| THE PROBLEM |
Copy out nothing but the line containing "pub fn init_observability(config: &ObservabilityConfig)" and the lines that follow it to the end of the entries, exactly as they stand.

------ DATASET RECORDS ------

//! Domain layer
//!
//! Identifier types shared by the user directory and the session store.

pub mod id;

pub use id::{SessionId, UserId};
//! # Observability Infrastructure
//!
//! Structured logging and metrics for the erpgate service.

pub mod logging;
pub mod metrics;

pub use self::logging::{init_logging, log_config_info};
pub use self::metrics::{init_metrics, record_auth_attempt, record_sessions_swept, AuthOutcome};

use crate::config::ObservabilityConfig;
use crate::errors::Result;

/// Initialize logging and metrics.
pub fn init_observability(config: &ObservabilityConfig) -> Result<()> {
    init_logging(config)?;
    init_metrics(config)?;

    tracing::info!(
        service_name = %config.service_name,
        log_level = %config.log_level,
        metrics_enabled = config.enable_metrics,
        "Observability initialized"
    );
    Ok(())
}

------

| RESPONSE BOX |
pub fn init_observability(config: &ObservabilityConfig) -> Result<()> {
    init_logging(config)?;
    init_metrics(config)?;

    tracing::info!(
        service_name = %config.service_name,
        log_level = %config.log_level,
        metrics_enabled = config.enable_metrics,
        "Observability initialized"
    );
    Ok(())
}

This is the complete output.